Several previous research studies in LA which used a session definition of online time estimation were aware of the inaccuracy of the estimation [3], [4], [7]. From our permanent screen recording, we can make direct comparisons between our Moodle logs and what happened at the same time on the screen of our participants. Fig. 2 shows a timeline visualization of our data sources. In general, we can see that the sessions we got from the LMS logs are clearly different from what we get from the screen recordings. The first line indicates the time spans of the recorded video material (see Fig. 2). The tablet as a mobile device switches off the screen after a period of inactivity or the user actively turns off the screen. In this example, we take a closer look at a timespan of roughly 25 min in the evening, starting around 6:35 p.m. and the screen is active most of the time. The second line shows when the LMS was visible on the screen, and the last timeline shows the corresponding session from our Moodle log files. The Moodle log file session, in this case, is specified by the individual threshold value that reflects the online time most accurately for this user (user 1, see the second part of the results section). In this case, this means that the threshold for the last action before we close a session is 30 min (see Fig. 3, user 1: a timeout of at least 30 min leads to the most accurate online time estimation). This results in an LMS Moodle session of 15 min. When we compare the Moodle log file session to the results of Moodle occurrences that we get in the screen recordings, we see that there are many overlaps, but some larger pauses in which Moodle was not on the screen. During the LMS Moodle session, Moodle was on the screen for only 4 min and 18 s.

Fig. 3.

Results from testing timeout thresholds from 0 to 40 min for the estimation of session duration based on the last action performed by a user. The blue dots indicate the length of the total online time of all sessions summed up (y-axis) based on a certain threshold (x-axis), while the orange line represents how long Moodle was actually visible on the screen of the user, based on the recordings. For example, for user 1, the LMS was present in the screen recordings for 168 min (orange line); if we use a threshold of 30 or higher, the results are closest to this value.

Show All

For this particular session, we manually explored the video material in addition to the automated analysis to add some context to the example. A special advantage of the combination of these two data sources is that we get exact information about off-task behavior. We see that Moodle was active on the participants’ screen before the LMS created the first log entry. This results from the user accessing the course website but not yet logging in. Instead, the user creates a bookmark for the LMS and rearranges the preconfigured bookmarks of the tablet's browser. The data of this session are from the beginning of the course. As Moodle can only recognize the user and add a log entry to his or her history when the user is logged in, we have no record of this in the Moodle log files in this case. The first log entries in Moodle are from several attempts of the user to log in, which fails because of trying wrong passwords. The next gap (in comparison to the LMS log session) in the screen recordings is caused by the user changing system preferences. The next few gaps result from switching to the application store several times and searching for specific music applications. The user seems to be unsure which one to install and scrolls through the Google Playstore suggestions for a while and then switches back to the LMS home page. This is followed by rearranging the applications’ icons on the Android start screen. The last action of the user is logging actively out of the LMS, which closes the session we get from the Moodle log files. The short occurrence of the LMS in the screen recordings after this results from returning to the Moodle website again, but without logging in again.
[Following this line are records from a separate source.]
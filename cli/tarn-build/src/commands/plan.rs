//! `tarn-build plan` — print the flattened plan for each target.

use anyhow::{bail, Result};
use serde::Serialize;
use tarn_graph::{assemble, build_context, flatten, EntityId, Solution};
use tarn_toolchain::BuildContext;

use crate::manifest::ProjectManifest;

/// One compile step, rendered for export.
#[derive(Debug, Serialize)]
struct CompileView {
    source: String,
    output: String,
    command: String,
}

/// One target's flattened plan, rendered for export.
#[derive(Debug, Serialize)]
struct PlanView {
    target: String,
    dirs: Vec<String>,
    compile_steps: Vec<CompileView>,
    link_command: Option<String>,
}

fn plan_view(
    ctx: &BuildContext,
    solution: &Solution,
    name: &str,
    root: EntityId,
) -> Result<PlanView> {
    let plan = flatten(solution, root)?;
    let compile_steps = plan
        .compile_steps
        .iter()
        .map(|step| CompileView {
            source: step.request.source.display().to_string(),
            output: step.request.output.display().to_string(),
            command: ctx.compiler.compile_command(&step.request).display_line(),
        })
        .collect();
    let link_command = plan
        .link_step
        .as_ref()
        .map(|step| ctx.linker.link_command(&step.request).display_line());
    Ok(PlanView {
        target: name.to_string(),
        dirs: plan.dirs.iter().map(|d| d.display().to_string()).collect(),
        compile_steps,
        link_command,
    })
}

/// Print the plan for one target, or for every target when none is named.
pub fn run(manifest: &ProjectManifest, target: Option<&str>, json: bool) -> Result<()> {
    let config = manifest.to_config()?;
    let ctx = build_context(&config)?;
    let solution = assemble(&ctx, &config, &manifest.modules)?;

    let mut views = Vec::new();
    for t in solution.targets() {
        if let Some(wanted) = target {
            if t.name != wanted {
                continue;
            }
        }
        views.push(plan_view(&ctx, &solution, &t.name, t.root)?);
    }
    if views.is_empty() {
        match target {
            Some(name) => bail!("no target named `{name}`"),
            None => bail!("the solution has no targets"),
        }
    }

    if json {
        println!("{}", serde_json::to_string_pretty(&views)?);
        return Ok(());
    }
    for view in &views {
        println!("target {}", view.target);
        for dir in &view.dirs {
            println!("  dir      {dir}");
        }
        for step in &view.compile_steps {
            println!("  compile  {}", step.command);
        }
        if let Some(link) = &view.link_command {
            println!("  link     {link}");
        }
    }
    Ok(())
}

#[cfg(test)]
mod tests {
    use super::*;

    const MANIFEST: &str = r#"
[project]
name = "plan-test"

[build]
platform = "linux"
toolset = ["gcc", "ld"]

[[module]]
name = "vm"
source = "src/vm.c"

[[module]]
name = "gc"
source = "src/gc.c"
"#;

    #[test]
    fn plan_views_cover_every_target() {
        let manifest = ProjectManifest::from_str(MANIFEST).unwrap();
        let config = manifest.to_config().unwrap();
        let ctx = build_context(&config).unwrap();
        let solution = assemble(&ctx, &config, &manifest.modules).unwrap();

        let views: Vec<PlanView> = solution
            .targets()
            .iter()
            .map(|t| plan_view(&ctx, &solution, &t.name, t.root).unwrap())
            .collect();
        let names: Vec<&str> = views.iter().map(|v| v.target.as_str()).collect();
        assert_eq!(names, vec!["libtarn", "tarn"]);

        // The library plan compiles both core modules.
        assert_eq!(views[0].compile_steps.len(), 2);
        assert!(views[0].link_command.as_ref().unwrap().contains("libtarn"));

        // Views serialize for --json export.
        let json = serde_json::to_string(&views).unwrap();
        assert!(json.contains("\"target\": \"libtarn\"") || json.contains("\"target\":\"libtarn\""));
    }

    #[test]
    fn unknown_target_is_an_error() {
        let manifest = ProjectManifest::from_str(MANIFEST).unwrap();
        assert!(run(&manifest, Some("nonexistent"), false).is_err());
    }
}
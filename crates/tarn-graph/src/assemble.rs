//! Entity instantiation: configuration + module descriptors → solution.
//!
//! One object library per module, core modules aggregated into a static
//! library, one application, and one dynamic library per loadable
//! extension. Dynamic extensions re-specialize their modules as PIC
//! objects with distinct output paths.

use std::collections::HashSet;
use std::path::{Path, PathBuf};

use tarn_config::{BuildConfig, ConfigError, ExtensionMode, ModuleSpec};
use tarn_toolchain::compiler::compiler_from_token;
use tarn_toolchain::linker::linker_from_token;
use tarn_toolchain::tool::tool_from_token;
use tarn_toolchain::{BuildContext, LinkKind, Tool, ToolId, ToolchainError};

use crate::entity::{
    artifact_file_name, object_output_path, CommonProps, Entity, EntityId, EntityKind, LinkProps,
    PostBuildCommand,
};
use crate::error::{GraphError, Result};
use crate::solution::Solution;

const SOURCE_ROOT: &str = "src";
const OBJS_ROOT: &str = "build/objs";

/// Resolve the platform and toolset tokens into a validated [`BuildContext`].
pub fn build_context(config: &BuildConfig) -> Result<BuildContext> {
    let platform = tarn_platform::lookup(&config.os_id)?;

    let mut compiler = None;
    let mut linker = None;
    let mut strip = None;
    let mut tcc = None;
    for sel in &config.toolset {
        let token = sel.token();
        let path = sel.path_override().map(PathBuf::as_path);
        if let Some(c) = compiler_from_token(token, path) {
            compiler = Some(c);
        } else if let Some(l) = linker_from_token(token, path) {
            linker = Some(l);
        } else if let Some(t) = tool_from_token(token, path) {
            match t.id {
                ToolId::Strip => strip = Some(t),
                ToolId::Tcc => tcc = Some(t),
            }
        } else {
            return Err(ToolchainError::UnknownTool {
                token: token.to_string(),
            }
            .into());
        }
    }

    let compiler = compiler.ok_or(GraphError::IncompleteToolset { role: "compiler" })?;
    let linker = linker.ok_or(GraphError::IncompleteToolset { role: "linker" })?;

    let mut ctx = BuildContext::new(platform, compiler, linker)?;
    if let Some(tool) = strip {
        ctx = ctx.with_strip(tool);
    }
    if config.with_tcc {
        ctx = ctx.with_tcc(tcc.unwrap_or_else(Tool::tcc));
    } else if let Some(tool) = tcc {
        ctx = ctx.with_tcc(tool);
    }
    Ok(ctx)
}

/// Build one object library for a module: an object file per source file,
/// flags layered project-first then module then per-file.
fn make_object_library(
    solution: &mut Solution,
    ctx: &BuildContext,
    config: &BuildConfig,
    module: &ModuleSpec,
    pic: bool,
) -> EntityId {
    let mut includes = config.includes.clone();
    includes.extend(module.includes.iter().cloned());

    let mut definitions = config.definitions.clone();
    definitions.extend(module.definitions.iter().cloned());
    if config.with_ffi {
        definitions.push("TARN_WITH_FFI".to_string());
    }
    if config.with_tcc {
        definitions.push("TARN_WITH_TCC".to_string());
    }

    let base_flags = config.effective_cflags();

    let mut members = Vec::new();
    for file in module.all_files() {
        let mut cflags = base_flags.clone();
        cflags.extend(file.flags.iter().cloned());
        let output = object_output_path(
            &ctx.platform,
            &file.path,
            Path::new(SOURCE_ROOT),
            Path::new(OBJS_ROOT),
            pic,
        );
        let name = format!(
            "{}/{}",
            module.name,
            file.path
                .file_stem()
                .map(|s| s.to_string_lossy().into_owned())
                .unwrap_or_default()
        );
        members.push(solution.add_entity(Entity {
            common: CommonProps {
                name,
                includes: includes.clone(),
                definitions: definitions.clone(),
                cflags,
                optimization: config.optimize,
                debug: config.debug,
                standard: config.standard.clone(),
            },
            kind: EntityKind::ObjectFile {
                source: file.path.clone(),
                output,
                pic,
            },
        }));
    }

    let lib_name = if pic {
        format!("{}-shared", module.name)
    } else {
        module.name.clone()
    };
    solution.add_entity(Entity {
        common: CommonProps::named(lib_name),
        kind: EntityKind::ObjectLibrary { depends: members },
    })
}

/// Strip post-build action, unless this build wants symbols kept.
fn strip_action(ctx: &BuildContext, config: &BuildConfig, file: &Path) -> Vec<PostBuildCommand> {
    if ctx.strip.is_some() && !config.debug.wants_symbols() {
        vec![PostBuildCommand::Strip {
            file: file.to_path_buf(),
        }]
    } else {
        Vec::new()
    }
}

/// Instantiate the full entity graph for one build invocation.
///
/// Modules not claimed by any extension selection form the runtime core.
/// A selection naming a module without a descriptor is a configuration
/// error; excluded extensions contribute nothing.
pub fn assemble(
    ctx: &BuildContext,
    config: &BuildConfig,
    modules: &[ModuleSpec],
) -> Result<Solution> {
    let mut solution = Solution::new();
    let artifacts_root = PathBuf::from("build").join(&ctx.platform.os_id);

    let find_module = |ext: &str, name: &str| -> Result<&ModuleSpec> {
        modules
            .iter()
            .find(|m| m.name == name)
            .ok_or_else(|| ConfigError::UnknownModule {
                extension: ext.to_string(),
                module: name.to_string(),
            })
            .map_err(GraphError::from)
    };

    let claimed: HashSet<&str> = config
        .extensions
        .iter()
        .flat_map(|sel| sel.modules.iter().map(String::as_str))
        .collect();

    // Core: one object library per unclaimed module, aggregated statically.
    let mut core_groups = Vec::new();
    let mut core_libraries = config.libraries.clone();
    for module in modules.iter().filter(|m| !claimed.contains(m.name.as_str())) {
        core_groups.push(make_object_library(&mut solution, ctx, config, module, false));
        core_libraries.extend(module.libraries.iter().cloned());
    }
    if config.with_ffi {
        core_libraries.push("ffi".to_string());
    }

    let core_lib_path = artifacts_root.join("lib").join(artifact_file_name(
        &ctx.platform,
        "tarn",
        LinkKind::StaticLibrary,
    ));
    let core_lib = solution.add_entity(Entity {
        common: CommonProps::named("libtarn"),
        kind: EntityKind::StaticLibrary(LinkProps::new(core_groups, core_lib_path)),
    });
    solution.add_target("libtarn", core_lib);

    // Builtin extensions join the application link; dynamic ones become
    // their own shared-library targets over PIC re-specializations.
    let mut app_depends = vec![core_lib];
    let mut app_libraries = core_libraries;
    let mut dynamic_targets = Vec::new();
    for sel in &config.extensions {
        match sel.mode {
            ExtensionMode::Excluded => {
                for name in &sel.modules {
                    // Still validate the reference; a typo here is silent
                    // module loss otherwise.
                    find_module(&sel.name, name)?;
                }
            }
            ExtensionMode::Builtin => {
                for name in &sel.modules {
                    let module = find_module(&sel.name, name)?;
                    app_depends.push(make_object_library(
                        &mut solution,
                        ctx,
                        config,
                        module,
                        false,
                    ));
                    app_libraries.extend(module.libraries.iter().cloned());
                }
            }
            ExtensionMode::Dynamic => {
                let mut groups = Vec::new();
                let mut libraries = config.libraries.clone();
                for name in &sel.modules {
                    let module = find_module(&sel.name, name)?;
                    groups.push(make_object_library(&mut solution, ctx, config, module, true));
                    libraries.extend(module.libraries.iter().cloned());
                }
                let output = artifacts_root.join("lib").join(artifact_file_name(
                    &ctx.platform,
                    &sel.name,
                    LinkKind::DynamicLibrary,
                ));
                let post_build = strip_action(ctx, config, &output);
                let dynlib = solution.add_entity(Entity {
                    common: CommonProps::named(sel.name.clone()),
                    kind: EntityKind::DynamicLibrary(LinkProps {
                        depends: groups,
                        output,
                        ldflags: config.ldflags.clone(),
                        libraries,
                        searches: Vec::new(),
                        statik: false,
                        post_build,
                    }),
                });
                dynamic_targets.push((sel.name.clone(), dynlib));
            }
        }
    }

    let app_output = artifacts_root.join("bin").join(artifact_file_name(
        &ctx.platform,
        "tarn",
        LinkKind::Application,
    ));
    let post_build = strip_action(ctx, config, &app_output);
    let app = solution.add_entity(Entity {
        common: CommonProps::named("tarn"),
        kind: EntityKind::Application(LinkProps {
            depends: app_depends,
            output: app_output,
            ldflags: config.ldflags.clone(),
            libraries: app_libraries,
            searches: Vec::new(),
            statik: config.statik,
            post_build,
        }),
    });
    solution.add_target("tarn", app);

    for (name, id) in dynamic_targets {
        solution.add_target(name, id);
    }

    Ok(solution)
}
B. Testing Different Online Time Estimations

Only 10% of our sessions end with an active logout click by the user. This means we need an accurate estimation based on the last action in a user-session instead of using login and logout actions. As described in our method section, we use a simplified time-on-session estimation (compared to Kovanovic et al., for example, [4]) to calculate the total time spent using the LMS. We do not take into account specific single time-on-task estimation. The heuristic definition we use to measure the session duration of our Moodle log files is based on estimating the last action of a session based on a time threshold from zero up to 40 min. Depending on this definition of sessions, we compare the results of up to 140 sessions.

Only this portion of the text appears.